Yo acudia todos los dias al hospital. Pronto las enfermeras empezaron a tutearme y a invitarme a comer con ellas en su sala. Eran todas mujeres solas, fuertes, que esperaban que sus hombres volviesen del frente. Algunos lo hacian. Me ensenaron a limpiar las heridas de Julian, a cambiarle los vendajes, a poner sabanas limpias y a hacer una cama con un cuerpo inerte tendido. Tambien me ensenaron a perder la esperanza de volver a ver al hombre que algun dia se habia sostenido sobre aquellos huesos. Le quitamos las vendas de la cara al tercer mes. Julian era una calavera. No tenia labios, ni mejillas. Era un rostro sin rasgos, apenas un muneco carbonizado. Las cuencas de los ojos se habian agrandado y ahora dominaban su expresion. Las enfermeras no me lo confesaban, pero sentian repugnancia, casi miedo. Los medicos me habian dicho que una suerte de piel violacea, reptil, se iria formando lentamente a medida que sanasen las heridas. Nadie se atrevia a comentar su estado mental. Todos daban por descontado que Julian -Miquel- habia perdido la razon en el incendio, que vegetaba y sobrevivia gracias a los cuidados obsesivos de aquella esposa que permanecia firme donde tantas otras hubiesen huido despavoridas. Yo le miraba a los ojos y sabia que Julian seguia alli dentro, vivo, consumiendose lentamente. Esperando.

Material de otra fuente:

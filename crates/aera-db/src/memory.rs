//! In-memory implementation of every persistence trait.
//!
//! Backs the HTTP test suite and local experiments without Postgres.
//! Similarity search ranks chunk, document, and image embeddings with
//! [`cosine_similarity`], mirroring the `match_documents` SQL function.

use std::collections::HashMap;
use std::sync::atomic::{AtomicBool, Ordering};
use std::sync::{Mutex, MutexGuard};

use async_trait::async_trait;
use chrono::Utc;
use uuid::Uuid;

use aera_core::{
    cosine_similarity, ChatMessage, ChatRepository, ChatSession, ChunkEmbedding,
    CreateDocumentRequest, Document, DocumentAnalysisUpdate, DocumentMetadata,
    DocumentRepository, Error, ImageEmbedding, ListDocumentsRequest, NewChatMessage,
    ObjectStorage, Result, SearchMatch, SessionRepository, SimilaritySearch, Vector,
};

use crate::storage::{sign_path, validate_object_path};

const SIGNING_SECRET: &[u8] = b"in-memory-store";

#[derive(Default)]
struct State {
    documents: HashMap<Uuid, Document>,
    chunks: HashMap<Uuid, Vec<ChunkEmbedding>>,
    images: HashMap<(Uuid, i32), ImageEmbedding>,
    sessions: HashMap<Uuid, ChatSession>,
    messages: Vec<ChatMessage>,
    tokens: HashMap<String, Uuid>,
    objects: HashMap<String, (Vec<u8>, String)>,
}

/// Thread-safe in-memory store.
#[derive(Default)]
pub struct InMemoryStore {
    state: Mutex<State>,
    fail_similarity: AtomicBool,
}

impl InMemoryStore {
    pub fn new() -> Self {
        Self::default()
    }

    fn state(&self) -> Result<MutexGuard<'_, State>> {
        self.state
            .lock()
            .map_err(|_| Error::Internal("in-memory store lock poisoned".to_string()))
    }

    /// Make subsequent `match_documents` calls fail (or succeed again).
    pub fn set_similarity_failure(&self, fail: bool) {
        self.fail_similarity.store(fail, Ordering::SeqCst);
    }

    /// Register a bearer token for `user_id`.
    pub fn insert_token(&self, token: &str, user_id: Uuid) -> Result<()> {
        self.state()?.tokens.insert(token.to_string(), user_id);
        Ok(())
    }

    /// Chunk embeddings currently stored for a document.
    pub fn chunk_embeddings(&self, document_id: Uuid) -> Result<Vec<ChunkEmbedding>> {
        Ok(self
            .state()?
            .chunks
            .get(&document_id)
            .cloned()
            .unwrap_or_default())
    }

    pub fn image_embedding(&self, document_id: Uuid, frame_index: i32) -> Result<Option<ImageEmbedding>> {
        Ok(self.state()?.images.get(&(document_id, frame_index)).cloned())
    }

    /// Whether an object exists at `path`.
    pub fn has_object(&self, path: &str) -> Result<bool> {
        Ok(self.state()?.objects.contains_key(path))
    }
}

Habia perdido los labios, pero los medicos creian que las cuerdas vocales no habian sufrido dano irreparable y que las quemaduras en la lengua y la laringe habian sanado meses atras. Asumian que Julian no decia nada porque su mente se habia extinguido. Una tarde, seis meses despues del incendio, estando el y yo a solas en la habitacion, me incline y le bese en la frente.
- Te quiero -le dije.
Un sonido amargo, ronco, emergio de aquella mueca canina a la que se habia reducido la boca. Tenia los ojos enrojecidos de lagrimas. Quise secarselas con un panuelo, pero repitio aquel sonido.